Perché guardare The Bastard Son & The Devil Himself
Netflix me l’ha fatta un’altra volta! Da qualche settimana, dopo l’ennesimo annuncio di cambi di tariffe e account condivisi, meditavo di sospendere il mio abbonamento, visto che il rapporto qualità/prezzo non è più così vantaggioso.
Eppure ogni volta che dubito, Netflix tira fuori una perla che mi costringe a ripensarci. Forse d’ora in poi sarà diverso, mi dico, forse hanno capito che devono badare di più alla qualità e meno alla quantità.
Pia illusione? Probabile, ma ancora non me ne vado nel caso annuncino una season 2. Lo show in questione è The Bastard Son & The Devil Himself, un urban-fantasy creato da Joe Barton, basato sul romanzo young adult Half Bad di Sally Green, che al tempo della sua pubblicazione entrò persino nel Guinness dei Primati come esordio letterario più tradotto al mondo prima della sua uscita.
Pur non avendo letto la saga – rimedierò! – capisco la fascinazione e il successo: la storia è intrigante, oscura e magica, nonché estremamente queer.
Io ve lo dico, questa serie è tutto ciò che Shadowhunters avrebbe voluto essere.
Curiosi di saperne di più?
Il sedicenne Nathan è il figlio illegittimo dell’Incanto Nero più temuto dalla comunità dei Bianchi; viene perciò cresciuto sotto stretta sorveglianza, nel timore che possa diventare malvagio e potente come suo padre. Sempre al limite tra bene e male, Nathan intraprende un viaggio – fisico ed emotivo – alla scoperta di se stesso e delle sue potenzialità, accompagnato dalla Bianca Annalise e dal Nero Gabriel, due facce della stessa medaglia, quella dell’amicizia e dell’amore.

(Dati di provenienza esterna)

//! FILENAME: core/report-engine/src/error.rs

use thiserror::Error;
use working_time::TimeError;

#[derive(Error, Debug)]
pub enum ReportError {
    #[error("Invalid interval header: lower limit {lower} is greater than upper limit {upper}")]
    InvalidInterval { lower: i32, upper: i32 },

    #[error("Configuration error: {0}")]
    Configuration(#[from] TimeError),

    #[error("Serialization error: {0}")]
    Serialization(#[from] serde_json::Error),
}
//! FILENAME: core/report-engine/src/report.rs
//! Report - the row x column aggregate built from query items.
//!
//! Algorithm for every inserted item:
//! 1. Look up or create the row for `item.key()` (first-seen order is kept)
//! 2. Pick the FIRST header that fits the item; later headers never get it
//! 3. Add the value to that column and to the row total
//! 4. If no header fits, add the value to the row total only
//!
//! The same happens on the sum row, so the sum row's total always equals
//! the sum of all inserted values.
//!
//! A report has no explicit "finalized" state. Readers get copies of cell
//! data; inserting after reading is allowed but callers normally don't.

use std::marker::PhantomData;

use working_time::log_debug;

use crate::header::ColumnHeader;
use crate::item::QueryItem;
use crate::preprocessor::QueryItemPreprocessor;
use crate::row::{Row, SingleRow};
use crate::row_map::RowMap;
use crate::view::ReportView;

/// Key of the row summing up every item.
pub const SUM_ROW_KEY: &str = "Total";

#[derive(Debug, Clone)]
pub struct Report<I, H, R = SingleRow> {
    row_desc: Vec<String>,
    headers: Vec<H>,
    rows: RowMap<R>,
    sum_row: R,
    _items: PhantomData<fn(&I)>,
}

impl<I, H, R> Report<I, H, R>
where
    I: QueryItem,
    H: ColumnHeader<I>,
    R: Row<I>,
{
    /// An empty report. The headers are fixed from here on.
    pub fn new(headers: Vec<H>, row_desc: Vec<String>) -> Self {
        let sum_row = R::new_row(SUM_ROW_KEY, headers.len());
        Report {
            row_desc,
            headers,
            rows: RowMap::new(),
            sum_row,
            _items: PhantomData,
        }
    }

    pub fn headers(&self) -> &[H] {
        &self.headers
    }

    pub fn column_count(&self) -> usize {
        self.headers.len()
    }

    pub fn row_desc(&self) -> &[String] {
        &self.row_desc
    }

    /// Index of the first header that fits the item.
    pub fn column_index(&self, item: &I) -> Option<usize> {
        self.headers.iter().position(|header| header.fits(item))
    }

    pub fn insert(&mut self, item: &I) {
        let column = self.column_index(item);
        if column.is_none() {
            log_debug!(
                "REPORT",
                "item for row '{}' with value {} fits no column",
                item.key(),
                item.value()
            );
        }

        let column_count = self.headers.len();
        self.rows
            .get_or_insert_with(item.key(), || R::new_row(item.key(), column_count))
            .add_item(item, column);
        self.sum_row.add_item(item, column);
    }

    pub fn insert_all<'a>(&mut self, items: impl IntoIterator<Item = &'a I>)
    where
        I: 'a,
    {
        for item in items {
            self.insert(item);
        }
    }

    /// Runs the item through `preprocessor` first, then inserts it.
    pub fn insert_preprocessed<P>(&mut self, item: I, preprocessor: &P)
    where
        P: QueryItemPreprocessor<I> + ?Sized,
    {
        let item = preprocessor.apply(item);
        self.insert(&item);
    }

    pub fn insert_all_preprocessed<P>(&mut self, items: impl IntoIterator<Item = I>, preprocessor: &P)
    where
        P: QueryItemPreprocessor<I> + ?Sized,
    {
        for item in items {
            self.insert_preprocessed(item, preprocessor);
        }
    }

    pub fn row(&self, key: &str) -> Option<&R> {
        self.rows.get(key)
    }

    /// Renames a row for display. Rows are never handed out mutably, so
    /// row totals always add up to the sum row. Returns false for an
    /// unknown key.
    pub fn set_row_display_name(&mut self, key: &str, display_name: impl Into<String>) -> bool {
        match self.rows.get_mut(key) {
            Some(row) => {
                row.set_display_name(display_name.into());
                true
            }
            None => false,
        }
    }

    /// Rows in the order their keys were first seen.
    pub fn rows(&self) -> impl Iterator<Item = &R> {
        self.rows.values()
    }

    pub fn row_keys(&self) -> impl Iterator<Item = &str> {
        self.rows.keys()
    }

    pub fn row_count(&self) -> usize {
        self.rows.len()
    }

    pub fn is_empty(&self) -> bool {
        self.rows.is_empty()
    }

    pub fn sum_row(&self) -> &R {
        &self.sum_row
    }

    /// Sum of every inserted value, matched or not.
    pub fn total_value(&self) -> i64 {
        self.sum_row.total_value()
    }

    pub fn to_view(&self) -> ReportView {
        ReportView {
            row_desc: self.row_desc.clone(),
            column_headers: self.headers.iter().map(|h| h.display_name()).collect(),
            rows: self.rows.values().map(|row| row.to_view()).collect(),
            sum_row: self.sum_row.to_view(),
        }
    }
}

#[cfg(test)]
mod tests {
    use super::*;
    use crate::header::{TaskStatusColumnHeader, TimeIntervalColumnHeader};
    use crate::item::{MonitorQueryItem, TaskQueryItem, TaskState};

    type StatusReport = Report<TaskQueryItem, TaskStatusColumnHeader>;
    type AgeReport = Report<MonitorQueryItem, TimeIntervalColumnHeader>;

    fn status_report() -> StatusReport {
        Report::new(
            TaskStatusColumnHeader::for_states(&[
                TaskState::Ready,
                TaskState::Claimed,
                TaskState::Completed,
            ]),
            vec!["WORKBASKET".to_string()],
        )
    }

    fn age_headers() -> Vec<TimeIntervalColumnHeader> {
        vec![
            TimeIntervalColumnHeader::below(9),
            TimeIntervalColumnHeader::new(10, 19).unwrap(),
            TimeIntervalColumnHeader::above(20),
        ]
    }

    #[test]
    fn test_status_report_example() {
        let mut report = status_report();
        report.insert(&TaskQueryItem::new("WB1", TaskState::Ready, 3));
        report.insert(&TaskQueryItem::new("WB1", TaskState::Claimed, 2));
        report.insert(&TaskQueryItem::new("WB2", TaskState::Completed, 5));

        assert_eq!(report.row_keys().collect::<Vec<_>>(), vec!["WB1", "WB2"]);

        let wb1 = report.row("WB1").unwrap();
        assert_eq!(wb1.cells(), vec![3, 2, 0]);
        assert_eq!(wb1.total_value(), 5);

        let wb2 = report.row("WB2").unwrap();
        assert_eq!(wb2.cells(), vec![0, 0, 5]);
        assert_eq!(wb2.total_value(), 5);

        assert_eq!(report.sum_row().cells(), vec![3, 2, 5]);
        assert_eq!(report.total_value(), 10);
    }

    #[test]
    fn test_interval_report_example() {
        let mut report = AgeReport::new(age_headers(), Vec::new());
        for age in [5, 15, 25, 9, 10] {
            report.insert(&MonitorQueryItem::new("WB1", age, 1));
        }

        let row = report.row("WB1").unwrap();
        assert_eq!(row.cells(), vec![2, 2, 1]);
        assert_eq!(row.total_value(), 5);
    }

    #[test]
    fn test_first_matching_header_wins() {
        let headers = vec![
            TimeIntervalColumnHeader::new(0, 10).unwrap(),
            TimeIntervalColumnHeader::new(5, 15).unwrap(),
        ];
        let mut report = AgeReport::new(headers, Vec::new());

        for _ in 0..10 {
            report.insert(&MonitorQueryItem::new("WB1", 7, 1));
        }

        assert_eq!(report.row("WB1").unwrap().cells(), vec![10, 0]);
    }

    #[test]
    fn test_unmatched_item_counts_in_totals_only() {
        let headers = vec![TimeIntervalColumnHeader::new(0, 10).unwrap()];
        let mut report = AgeReport::new(headers, Vec::new());
        report.insert(&MonitorQueryItem::new("WB1", 3, 2));
        report.insert(&MonitorQueryItem::new("WB1", 50, 4));
        report.insert(&MonitorQueryItem::new("WB2", -1, 1));

        let wb1 = report.row("WB1").unwrap();
        assert_eq!(wb1.cells(), vec![2]);
        assert_eq!(wb1.total_value(), 6);
        assert_eq!(wb1.unassigned_value(), 4);

        let wb2 = report.row("WB2").unwrap();
        assert_eq!(wb2.cells(), vec![0]);
        assert_eq!(wb2.total_value(), 1);

        assert_eq!(report.total_value(), 7);
    }

    #[test]
    fn test_empty_report() {
        let report = status_report();
        assert!(report.is_empty());
        assert_eq!(report.row_count(), 0);
        assert_eq!(report.sum_row().cells(), vec![0, 0, 0]);
        assert_eq!(report.total_value(), 0);
        assert!(report.row("WB1").is_none());
    }

    #[test]
    fn test_report_without_headers() {
        let mut report = AgeReport::new(Vec::new(), Vec::new());
        report.insert(&MonitorQueryItem::new("WB1", 3, 2));

        let row = report.row("WB1").unwrap();
        assert!(row.cells().is_empty());
        assert_eq!(row.total_value(), 2);
    }

    #[test]
    fn test_preprocessed_insert() {
        let mut report = AgeReport::new(age_headers(), Vec::new());
        let halve = |mut item: MonitorQueryItem| {
            item.age_in_days /= 2;
            item
        };

        report.insert_all_preprocessed(
            vec![
                MonitorQueryItem::new("WB1", 30, 1),
                MonitorQueryItem::new("WB1", 50, 1),
            ],
            &halve,
        );

        assert_eq!(report.row("WB1").unwrap().cells(), vec![0, 1, 1]);
    }

    #[test]
    fn test_display_names_and_view() {
        let mut report = status_report();
        report.insert_all(&[
            TaskQueryItem::new("WB1", TaskState::Ready, 3),
            TaskQueryItem::new("WB2", TaskState::Claimed, 1),
        ]);
        assert!(report.set_row_display_name("WB1", "First Workbasket"));
        assert!(!report.set_row_display_name("WB9", "Missing"));

        let view = report.to_view();
        assert_eq!(view.column_headers, vec!["READY", "CLAIMED", "COMPLETED"]);
        assert_eq!(view.row_desc, vec!["WORKBASKET"]);
        assert_eq!(view.rows.len(), 2);
        assert_eq!(view.rows[0].display_name, "First Workbasket");
        assert_eq!(view.rows[0].key, "WB1");
        assert_eq!(view.sum_row.key, SUM_ROW_KEY);
        assert_eq!(view.sum_row.cells, vec![3, 1, 0]);
    }

    #[test]
    fn test_renaming_keeps_totals() {
        let mut report = status_report();
        report.insert(&TaskQueryItem::new("WB1", TaskState::Ready, 3));
        report.set_row_display_name("WB1", "Renamed");

        let row = report.row("WB1").unwrap();
        assert_eq!(row.display_name(), "Renamed");
        assert_eq!(row.total_value(), report.total_value());
        assert_eq!(row.cells(), report.sum_row().cells());
    }
}
//! FILENAME: core/report-engine/benches/report_insertion.rs
//! Bulk insertion throughput, with and without working-day conversion.

use chrono::{TimeZone, Utc};
use criterion::{black_box, criterion_group, criterion_main, BenchmarkId, Criterion};
use report_engine::{
    build_report, workbasket_report, MonitorQueryItem, Report, ReportOptions,
    TimeIntervalColumnHeader,
};
use working_time::{CalendarConfig, HolidayCalendar};

fn headers() -> Vec<TimeIntervalColumnHeader> {
    let mut headers = vec![TimeIntervalColumnHeader::below(-11)];
    for lower in (-10..60).step_by(5) {
        headers.push(TimeIntervalColumnHeader::new(lower, lower + 4).unwrap());
    }
    headers.push(TimeIntervalColumnHeader::above(60));
    headers
}

fn items(count: usize) -> Vec<MonitorQueryItem> {
    (0..count)
        .map(|i| MonitorQueryItem::new(format!("WB{}", i % 50), (i % 90) as i32 - 15, 1))
        .collect()
}

fn bench_insertion(c: &mut Criterion) {
    let mut group = c.benchmark_group("report_insertion");
    let calendar = HolidayCalendar::new(&CalendarConfig {
        german_public_holidays_enabled: true,
        ..CalendarConfig::default()
    })
    .unwrap();
    let options = ReportOptions::in_working_days()
        .with_as_of(Utc.with_ymd_and_hms(2024, 6, 12, 12, 0, 0).unwrap());

    for count in [1_000, 10_000, 100_000] {
        let input = items(count);

        group.bench_with_input(BenchmarkId::new("calendar_days", count), &input, |b, input| {
            b.iter(|| {
                let report: Report<MonitorQueryItem, TimeIntervalColumnHeader> =
                    build_report(headers(), Vec::new(), input.iter().cloned());
                black_box(report.total_value())
            })
        });

        group.bench_with_input(BenchmarkId::new("working_days", count), &input, |b, input| {
            b.iter(|| {
                let report =
                    workbasket_report(headers(), input.iter().cloned(), &calendar, &options)
                        .unwrap();
                black_box(report.total_value())
            })
        });
    }

    group.finish();
}

criterion_group!(benches, bench_insertion);
criterion_main!(benches);
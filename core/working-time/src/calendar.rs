//! FILENAME: core/working-time/src/calendar.rs
//! Holiday Calendar - decides per date whether it is a working day.
//!
//! A date is non-working when any of these hold:
//! - its weekday is configured as non-working
//! - it matches a recurring custom holiday or a one-off holiday date
//! - German public holidays are enabled and it is one of them

use chrono::{Datelike, Days, NaiveDate, Weekday};
use rustc_hash::FxHashSet;

use crate::config::{CalendarConfig, CustomHoliday};
use crate::error::TimeError;

/// The working-time service the converter walks over.
pub trait WorkingDayCalendar {
    fn is_working_day(&self, date: NaiveDate) -> bool;
}

impl<C: WorkingDayCalendar + ?Sized> WorkingDayCalendar for &C {
    fn is_working_day(&self, date: NaiveDate) -> bool {
        (**self).is_working_day(date)
    }
}

// ============================================================================
// GERMAN PUBLIC HOLIDAYS
// ============================================================================

/// Fixed-date nationwide holidays: New Year, Labour Day, German Unity Day,
/// Christmas Day and Boxing Day.
const GERMAN_FIXED_HOLIDAYS: [CustomHoliday; 5] = [
    CustomHoliday { day: 1, month: 1 },
    CustomHoliday { day: 1, month: 5 },
    CustomHoliday { day: 3, month: 10 },
    CustomHoliday { day: 25, month: 12 },
    CustomHoliday { day: 26, month: 12 },
];

/// Offsets from Easter Sunday: Good Friday, Easter Monday, Ascension Day,
/// Whit Monday.
const GERMAN_EASTER_OFFSETS: [i64; 4] = [-2, 1, 39, 50];

const CORPUS_CHRISTI_OFFSET: i64 = 60;

/// Easter Sunday of the given year (anonymous Gregorian algorithm).
pub fn easter_sunday(year: i32) -> Option<NaiveDate> {
    let a = year.rem_euclid(19);
    let b = year.div_euclid(100);
    let c = year.rem_euclid(100);
    let d = b / 4;
    let e = b % 4;
    let f = (b + 8) / 25;
    let g = (b - f + 1) / 3;
    let h = (19 * a + b - d - g + 15) % 30;
    let i = c / 4;
    let k = c % 4;
    let l = (32 + 2 * e + 2 * i - h - k) % 7;
    let m = (a + 11 * h + 22 * l) / 451;
    let month = (h + l - 7 * m + 114) / 31;
    let day = (h + l - 7 * m + 114) % 31 + 1;
    NaiveDate::from_ymd_opt(year, month as u32, day as u32)
}

fn offset_from(date: NaiveDate, days: i64) -> Option<NaiveDate> {
    if days >= 0 {
        date.checked_add_days(Days::new(days as u64))
    } else {
        date.checked_sub_days(Days::new(days.unsigned_abs()))
    }
}

// ============================================================================
// HOLIDAY CALENDAR
// ============================================================================

/// A validated, lookup-friendly form of `CalendarConfig`.
#[derive(Debug, Clone)]
pub struct HolidayCalendar {
    /// Indexed by `Weekday::num_days_from_monday()`.
    non_working_weekdays: [bool; 7],
    custom_holidays: FxHashSet<CustomHoliday>,
    holidays: FxHashSet<NaiveDate>,
    german_public_holidays: bool,
    corpus_christi: bool,
}

impl HolidayCalendar {
    pub fn new(config: &CalendarConfig) -> Result<Self, TimeError> {
        let mut non_working_weekdays = [false; 7];
        for weekday in &config.non_working_weekdays {
            non_working_weekdays[weekday.num_days_from_monday() as usize] = true;
        }

        let mut custom_holidays = FxHashSet::default();
        for holiday in &config.custom_holidays {
            holiday.validate()?;
            custom_holidays.insert(*holiday);
        }

        Ok(HolidayCalendar {
            non_working_weekdays,
            custom_holidays,
            holidays: config.holidays.iter().copied().collect(),
            german_public_holidays: config.german_public_holidays_enabled,
            corpus_christi: config.corpus_christi_enabled,
        })
    }

    pub fn is_non_working_weekday(&self, weekday: Weekday) -> bool {
        self.non_working_weekdays[weekday.num_days_from_monday() as usize]
    }

    /// Whether the date is a holiday of any configured kind. Weekdays are
    /// not considered here.
    pub fn is_holiday(&self, date: NaiveDate) -> bool {
        self.holidays.contains(&date)
            || self.custom_holidays.contains(&CustomHoliday::new(date.day(), date.month()))
            || (self.german_public_holidays && self.is_german_holiday(date))
    }

    /// Whether the date is a nationwide German public holiday, honouring
    /// the Corpus Christi switch.
    pub fn is_german_holiday(&self, date: NaiveDate) -> bool {
        if GERMAN_FIXED_HOLIDAYS.iter().any(|h| h.matches(date)) {
            return true;
        }

        // Every Easter-dependent holiday falls between March and June.
        if !(3..=6).contains(&date.month()) {
            return false;
        }
        let Some(easter) = easter_sunday(date.year()) else {
            return false;
        };

        let is_easter_holiday = GERMAN_EASTER_OFFSETS
            .iter()
            .any(|&offset| offset_from(easter, offset) == Some(date));

        is_easter_holiday
            || (self.corpus_christi && offset_from(easter, CORPUS_CHRISTI_OFFSET) == Some(date))
    }
}

impl Default for HolidayCalendar {
    fn default() -> Self {
        // The default configuration has no custom holidays to reject.
        HolidayCalendar {
            non_working_weekdays: [false, false, false, false, false, true, true],
            custom_holidays: FxHashSet::default(),
            holidays: FxHashSet::default(),
            german_public_holidays: false,
            corpus_christi: false,
        }
    }
}

impl WorkingDayCalendar for HolidayCalendar {
    fn is_working_day(&self, date: NaiveDate) -> bool {
        !self.is_non_working_weekday(date.weekday()) && !self.is_holiday(date)
    }
}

Quella che può sembrare una classica storiella per ragazzi – con streghe buone e cattive e triangoli amorosi inutilmente complicati – è in realtà un’affascinante panoramica sulla natura umana, sulle zone grigie che ognuno possiede nella propria interiorità, dove non c’è solo bontà o malvagità, ma un’infinita gradazione di colori ed emozioni. Inoltre, non manca una rappresentazione assai naturale della fluidità sessuale e di genere, naturale in quanto non viene raccontata mai in maniera posticcia e forzata, ma con spontaneità, libera dalle etichette imposte dalla società e le sue convenzioni.
Una serie valida, dunque, per le questioni morali e sociali che fa affiorare, oltre che per la sua fotografia estremamente suggestiva – qualche effetto speciale un po’ kitch, però ci può stare con un budget limitato – e per le musiche grintose al punto giusto.
Il suo punto forte però restano i personaggi, quasi tutti odiosi e ipocriti, ma del tipo che ami odiare. Non mi era mai capitato di urlare contro lo schermo così tante volte e di augurare le peggiori morti alla maggior parte del cast. Non so voi, ma per me questo è indice di un coinvolgimento giusto e profondo.
Ovviamente l’odio/amore non si è esteso ai tre protagonisti, che ho preso in simpatia fin dall’inizio e per questo non so bene dove schierarmi nel suddetto triangolo amoroso. C’è speranza in una relazione poliamorosa, in cui Nathan, Gabriel e Annalise si amano incondizionatamente senza dover per forza scegliere? Chi può dirlo, io però ci spero molto. Sarebbe un’altra rappresentazione di cui si sente la mancanza nei media e che aprirebbe le porte a nuove relazioni fictional e nuovi modi di fare ship, se mi passate l’espressione.